I stubbornly huffed and puffed back into the living room and grudgingly sat down with my Bible study book to study about the Israelites wandering around in the dessert. Boy was I relating to that story.
“Mmhmm,” I thought smugly to myself, “I know what it’s like to feel stuck and wandering without a sense of purpose.”
The Israelites knew that God had a destination for them, and yet they had to just… wait.
Dear Lord Jesus, how on Earth will we survive?!
“Mm I feel ya Israel.”
And then I get to the part about God sending them manna.
Now, loosely translated, the word manna means “what the heck is this?”
Manna was bread dropped to earth every morning with the dew, and the Israelites were supposed to gather just enough for each day. It would sustain them in this waiting period.
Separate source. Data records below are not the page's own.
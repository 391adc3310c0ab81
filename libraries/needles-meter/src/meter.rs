//! Loudness meter
//!
//! Public entry point. Designs the K-weighting cascade for the source, wires
//! it in front of the selected backend and exposes the session lifecycle.
//!
//! ```no_run
//! use needles_meter::{AudioBuffer, EventKind, LoudnessMeter, MeterOptions, ProcessorRegistry};
//! use std::time::Duration;
//!
//! # fn main() -> needles_meter::Result<()> {
//! # let registry = ProcessorRegistry::new();
//! let buffer = AudioBuffer::new(48000.0, vec![vec![0.0; 48000]])?;
//! let mut meter = LoudnessMeter::new(MeterOptions::new(buffer, registry))?;
//! meter.subscribe(EventKind::DataAvailable, |event| println!("{:?}", event.measurement()));
//! meter.start()?;
//! meter.pump_events_timeout(Duration::from_secs(1));
//! # Ok(())
//! # }
//! ```

use crate::backend::BackendKind;
use crate::bus::{EventBus, ListenerId};
use crate::coefficients::FilterCoefficients;
use crate::controller::LoudnessController;
use crate::error::{MeterError, Result};
use crate::events::{EventKind, MeasurementEvent, ModeSet};
use crate::filter::FilterCascade;
use crate::settings::MeterOptions;
use crate::state::SessionState;
use std::time::Duration;

/// Loudness meter attached to one audio source
pub struct LoudnessMeter {
    controller: LoudnessController,
    pre_filter: FilterCoefficients,
    weighting_filter: FilterCoefficients,
}

impl LoudnessMeter {
    /// Build a meter and start loading its backend
    ///
    /// # Errors
    /// `InvalidParameter` for a bad sample rate, channel count or empty mode
    /// set; `Configuration` when no endpoint fits the source.
    pub fn new(options: MeterOptions) -> Result<Self> {
        let endpoints = options.endpoints();
        let MeterOptions {
            source,
            modes,
            registry,
            ..
        } = options;

        if source.channel_count() == 0 {
            return Err(MeterError::invalid_parameter(
                "source must have at least one channel",
            ));
        }

        let cascade = FilterCascade::new(source.sample_rate(), source.channel_count())?;
        let pre_filter = *cascade.pre_coefficients();
        let weighting_filter = *cascade.weighting_coefficients();
        tracing::debug!(
            sample_rate = source.sample_rate(),
            channels = source.channel_count(),
            offline = source.is_offline(),
            "Designed K-weighting cascade"
        );

        let controller = LoudnessController::new(source, cascade, modes, &endpoints, &registry)?;

        Ok(Self {
            controller,
            pre_filter,
            weighting_filter,
        })
    }

    pub fn start(&mut self) -> Result<()> {
        self.controller.start()
    }

    pub fn pause(&mut self) -> Result<()> {
        self.controller.pause()
    }

    pub fn resume(&mut self) -> Result<()> {
        self.controller.resume()
    }

    pub fn stop(&mut self) -> Result<()> {
        self.controller.stop()
    }

    pub fn reset(&mut self) -> Result<()> {
        self.controller.reset()
    }

    /// Feed one block of live audio (one slice per channel)
    pub fn process<C: AsRef<[f32]>>(&mut self, block: &[C]) -> Result<usize> {
        self.controller.process(block)
    }

    pub fn subscribe<F>(&self, kind: EventKind, listener: F) -> ListenerId
    where
        F: Fn(&MeasurementEvent) + Send + Sync + 'static,
    {
        self.controller.subscribe(kind, listener)
    }

    pub fn unsubscribe(&self, kind: EventKind, id: Option<ListenerId>) -> usize {
        self.controller.unsubscribe(kind, id)
    }

    pub fn unsubscribe_all(&self) {
        self.controller.unsubscribe_all();
    }

    /// Listener registry handle, for listeners that unsubscribe themselves
    pub fn events(&self) -> EventBus {
        self.controller.events()
    }

    pub fn pump_events(&self) -> usize {
        self.controller.pump_events()
    }

    pub fn pump_events_timeout(&self, timeout: Duration) -> usize {
        self.controller.pump_events_timeout(timeout)
    }

    pub fn wait_ready(&self, timeout: Duration) -> Result<()> {
        self.controller.wait_ready(timeout)
    }

    pub fn poll_ready(&self) -> Option<Result<()>> {
        self.controller.poll_ready()
    }

    pub fn state(&self) -> SessionState {
        self.controller.state()
    }

    pub fn modes(&self) -> ModeSet {
        self.controller.modes()
    }

    pub fn backend_kind(&self) -> BackendKind {
        self.controller.backend_kind()
    }

    /// High-shelf stage coefficients for the source sample rate
    pub fn pre_filter(&self) -> &FilterCoefficients {
        &self.pre_filter
    }

    /// High-pass stage coefficients for the source sample rate
    pub fn weighting_filter(&self) -> &FilterCoefficients {
        &self.weighting_filter
    }
}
This was not what the Israelites were used to, and they started whining and complaining and wishing for their days back in captivity in Egypt when they could eat onions. (Numbers 11:4-5).
Now I love some good cooking, but if you asked me if I would rather eat onions or bread from heaven, I feel like most days the choice is pretty simple.
At this point, I started getting frustrated with the Israelites, “Guys! God has given you everything you need to survive this time and yet you’re still complaining. All you have to do is chill out and eat some bread, and God will let you into the promised land when He’s ready.”
Oh. And suddenly I felt very small minded and ungrateful. God was providing me with manna, and I was grumbling about missing onions. Manna was unfamiliar to the Israelites, but it was sustenance for the current situation.
I cannot take my son to the park… Complain… We find a swing to set up on the back porch… manna… I can’t have lunch with my family… complain… my cousins call to chat because they’re bored… manna… I don’t get to go to church and experience corporate worship… complain… bible study with my girls on zoom… manna.
“I have heard the grumbling of the Israelites. Tell them, ‘At twilight you will eat meat, and in the morning you will be filled with bread. Then you will know that I am the Lord your God.’” Exodus 16:12 (NIV)
God is alive and providing for us; we need only to open our eyes and look for that manna. It may not look like the onions that we were used to, but that does not mean it is not sustenance and that does not mean He doesn’t still have a plan for you.